His dad tinkered with cars and did some of his own repairs. “I was the kid who started handing him wrenches,” Heiberger said.

He got his first set of tools when he was 15. “It’s been snowballing from there. Tools are the addiction of a mechanic.”

A 1991 graduate of Santa Fe High School, Heiberger took auto mechanics in the vocational technical program from Skip Saurman. “He was a really good teacher,” Heiberger said.

Heiberger was among the students Saurman took to the annual Plymouth AAA Auto Skills state and national contests for high school students. Ford Motor Co. joined with AAA two decades ago to host the competitions and offer scholarships to promising mechanics. But the two companies announced a few months ago that 2015 was the final year of the decadesold competition.

Heiberger said the loss of the competition was unfortunate because it was a place where young automotive technicians could test their skills.

Vocational technical programs are important to keep at high schools, he said. “Not everybody wants to be a computer geek or a CEO. There are a lot of people who want to learn trades.
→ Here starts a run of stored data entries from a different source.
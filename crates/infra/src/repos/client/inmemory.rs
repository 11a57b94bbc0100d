use super::IClientRepo;
use crate::repos::shared::inmemory_repo::*;
use salon_notifier_domain::{Client, ID};

pub struct InMemoryClientRepo {
    clients: std::sync::Mutex<Vec<Client>>,
}

impl InMemoryClientRepo {
    pub fn new() -> Self {
        Self {
            clients: std::sync::Mutex::new(Vec::new()),
        }
    }
}

#[async_trait::async_trait]
impl IClientRepo for InMemoryClientRepo {
    async fn insert(&self, client: &Client) -> anyhow::Result<()> {
        insert(client, &self.clients);
        Ok(())
    }

    async fn find(&self, client_id: &ID) -> Option<Client> {
        find(client_id, &self.clients)
    }

    async fn find_by_email(&self, email: &str) -> anyhow::Result<Vec<Client>> {
        Ok(find_by(&self.clients, |c| match &c.email {
            Some(client_email) => client_email.eq_ignore_ascii_case(email),
            None => false,
        }))
    }
}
If you go to a job, and they ask you what kind of experience you have … well, you don’t unless you’ve learned it from your family or in school.”

Heiberger and other mechanics take a few classes each year to keep up with changes in the automotive industry. “Now you can have 20 computers on a car,” Heiberger said. “They all have to talk to each other.”
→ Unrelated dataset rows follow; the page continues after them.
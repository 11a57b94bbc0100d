use salon_notifier_domain::{
    sms::{build_confirmation_sms, build_reminder_sms},
    NotificationContext, SmsConfirmationType,
};
use salon_notifier_infra::NotifierContext;
use tracing::{error, info, warn};

#[derive(Debug, Clone, Copy, PartialEq, Eq)]
pub enum SmsKind {
    Confirmation(SmsConfirmationType),
    Reminder,
}

#[derive(Debug, Clone, Copy, PartialEq, Eq)]
pub enum SmsOutcome {
    Sent,
    /// Another actor holds the flag, or the appointment is no longer eligible
    AlreadyClaimed,
    NoPhone,
    /// Checked by the caller before claiming, the appointment does not qualify
    Ineligible,
    /// Claim or send failed, the flag is left as it was before the attempt
    Failed,
}

async fn claim(
    kind: SmsKind,
    n: &NotificationContext,
    ctx: &NotifierContext,
) -> anyhow::Result<bool> {
    let repo = &ctx.repos.appointments;
    match kind {
        SmsKind::Confirmation(t) => repo.claim_sms_confirmation(&n.appointment.id, t).await,
        SmsKind::Reminder => repo.claim_sms_reminder(&n.appointment.id).await,
    }
}

async fn release(kind: SmsKind, n: &NotificationContext, ctx: &NotifierContext) {
    let repo = &ctx.repos.appointments;
    let res = match kind {
        SmsKind::Confirmation(t) => repo.release_sms_confirmation(&n.appointment.id, t).await,
        SmsKind::Reminder => repo.release_sms_reminder(&n.appointment.id).await,
    };
    if let Err(e) = res {
        error!(
            "Unable to release the {:?} sms claim of appointment: {}. Error: {:?}",
            kind, n.appointment.id, e
        );
    }
}

/// Claims the sms flag, sends the sms when the claim is won and gives the
/// claim back when the provider fails so that a later attempt can retry.
pub async fn claim_and_send_sms(
    kind: SmsKind,
    n: &NotificationContext,
    ctx: &NotifierContext,
) -> SmsOutcome {
    let appointment_id = &n.appointment.id;
    let phone = match &n.client.phone {
        Some(phone) => phone,
        None => {
            warn!(
                "Client: {} of appointment: {} has no phone number, {:?} sms not sent",
                n.client.id, appointment_id, kind
            );
            return SmsOutcome::NoPhone;
        }
    };

    match claim(kind, n, ctx).await {
        Ok(true) => (),
        Ok(false) => {
            info!(
                "{:?} sms of appointment: {} is already claimed",
                kind, appointment_id
            );
            return SmsOutcome::AlreadyClaimed;
        }
        Err(e) => {
            error!(
                "Unable to claim the {:?} sms of appointment: {}. Error: {:?}",
                kind, appointment_id, e
            );
            return SmsOutcome::Failed;
        }
    }

    let text = match kind {
        SmsKind::Confirmation(_) => build_confirmation_sms(n),
        SmsKind::Reminder => build_reminder_sms(n),
    };
    match ctx.senders.sms.send(phone, &text).await {
        Ok(receipt) => {
            info!(
                "{:?} sms of appointment: {} sent with id: {:?}",
                kind, appointment_id, receipt.message_id
            );
            SmsOutcome::Sent
        }
        Err(e) => {
            error!(
                "Unable to send the {:?} sms of appointment: {}. Error: {}",
                kind, appointment_id, e
            );
            release(kind, n, ctx).await;
            SmsOutcome::Failed
        }
    }
}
Heiberger prefers the “good new days” to the old ones. “I can diagnose more problems with cars now from the driver’s seat,” he said. “It used to be 90 percent of diagnosis was under the hood. Now it’s watching the scan tools. Most of the time, they can tell you which mechanical functions are going bad.

“I like getting my hands dirty,” he added, “but I prefer diagnosing from the driver’s seat now because it involves less injury and less sweat.”
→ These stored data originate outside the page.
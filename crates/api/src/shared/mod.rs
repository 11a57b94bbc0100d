pub mod auth;
pub mod guard;
pub mod notification_context;
pub mod sms_delivery;
pub mod usecase;

#[cfg(test)]
pub mod test_helpers;
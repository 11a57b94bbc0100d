mod email;
mod sms;

pub use email::{
    DisabledEmailSender, DryRunEmailSender, EmailMessage, EmailReceipt, EmailTag,
    HttpEmailSender, IEmailSender, InMemoryEmailSender,
};
pub use sms::{
    DisabledSmsSender, DryRunSmsSender, HttpSmsSender, ISmsSender, InMemorySmsSender, SentSms,
    SmsReceipt,
};
use reqwest::Client;
use std::time::Duration;
use thiserror::Error;
use tracing::error;

#[derive(Error, Debug, Clone, PartialEq)]
pub enum SendError {
    /// The provider could not be reached or did not answer in time
    #[error("Unable to reach the provider: {0}")]
    Transport(String),
    #[error("The provider rejected the message with status {status}: {body}")]
    Rejected { status: u16, body: String },
    #[error("The {0} channel has no credentials configured")]
    NotConfigured(&'static str),
}

impl From<reqwest::Error> for SendError {
    fn from(e: reqwest::Error) -> Self {
        Self::Transport(e.to_string())
    }
}

/// Turns a non success response into a `SendError::Rejected`
async fn reject_unless_success(res: reqwest::Response) -> Result<reqwest::Response, SendError> {
    let status = res.status();
    if status.is_success() {
        return Ok(res);
    }
    let body = res.text().await.unwrap_or_default();
    Err(SendError::Rejected {
        status: status.as_u16(),
        body,
    })
}

/// Http client giving up on a provider after `timeout`
fn http_client(provider: &str, timeout: Duration) -> Client {
    match Client::builder().timeout(timeout).build() {
        Ok(client) => client,
        Err(e) => {
            error!(
                "Unable to build the {} http client with a timeout of {:?}, using the defaults. Error: {:?}",
                provider, timeout, e
            );
            Client::new()
        }
    }
}
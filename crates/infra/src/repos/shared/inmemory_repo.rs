use salon_notifier_domain::{Entity, ID};
use std::sync::Mutex;

/// Useful functions for creating inmemory repositories

pub fn insert<T: Clone>(val: &T, collection: &Mutex<Vec<T>>) {
    let mut collection = collection.lock().unwrap();
    collection.push(val.clone());
}

pub fn find<T: Clone + Entity>(val_id: &ID, collection: &Mutex<Vec<T>>) -> Option<T> {
    let collection = collection.lock().unwrap();
    collection.iter().find(|item| item.id() == val_id).cloned()
}

pub fn find_by<T: Clone, F: FnMut(&T) -> bool>(collection: &Mutex<Vec<T>>, mut compare: F) -> Vec<T> {
    let collection = collection.lock().unwrap();
    collection.iter().filter(|item| compare(item)).cloned().collect()
}

/// Applies `update` to the entity with `val_id` only if `condition` holds for it.
///
/// The check and the write happen under the same lock, which makes this the
/// inmemory counterpart of a conditional `UPDATE ... WHERE` statement.
/// Returns whether the entity was updated.
pub fn update_if<T: Entity, C: Fn(&T) -> bool, U: FnOnce(&mut T)>(
    val_id: &ID,
    collection: &Mutex<Vec<T>>,
    condition: C,
    update: U,
) -> bool {
    let mut collection = collection.lock().unwrap();
    match collection
        .iter_mut()
        .find(|item| item.id() == val_id && condition(item))
    {
        Some(item) => {
            update(item);
            true
        }
        None => false,
    }
}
Car engines are built to last longer now, too. “Old cars like my GTO were dead and done when they had 60,000 miles. Now cars are going 200,000 miles easy,” Heiberger said. “Cars are lasting exponentially longer than anything we used to make.”

He said, “It’s just amazing to me sometimes that you can take a 5,000-pound computer with tires and a gas-powered engine and sling it down a highway at 80 miles per hour for 200,000 miles and just about have no problems.”

One of the hardest parts of diagnosing a vehicle is getting it to repeat a problem experienced by the owner. “We can spend two to three hours pulling it apart, driving it, trying to figure out something that happens only intermittently. Even the scanner may not show a problem,” Heiberger said. “Like a doctor, we rule certain things out and narrow down to what is happening.”

He said the Internet is now his most important tool. If there’s a problem with a vehicle that he can’t figure out, he can get on a couple of different chat room sites frequented by mechanics and ask if they’ve dealt with it. “Mechanics around the world let you know if they’ve seen a similar problem on that type of vehicle and how they fixed it,” he said. “We’ve fixed several cars just by that.”

Heiberger said he takes five to six classes a year to learn about the latest electronics, programming and mechanical changes coming down the pipe for modern vehicles.

What does he see in the future for vehicles? “I’m still waiting for a flying car. They promised it back in the 1950s.”

He would love to see solar power incorporated into electric cars, extending their driving range to a distance limited only by battery storage and the sun shining.

With all the vehicle choices out there now, Heiberger still leans to the powerful muscle car.

“I would love a new Dodge Charger Hellcat,” he said. “I can’t afford that, but 707 HP at the push of a button is just awesome to me.”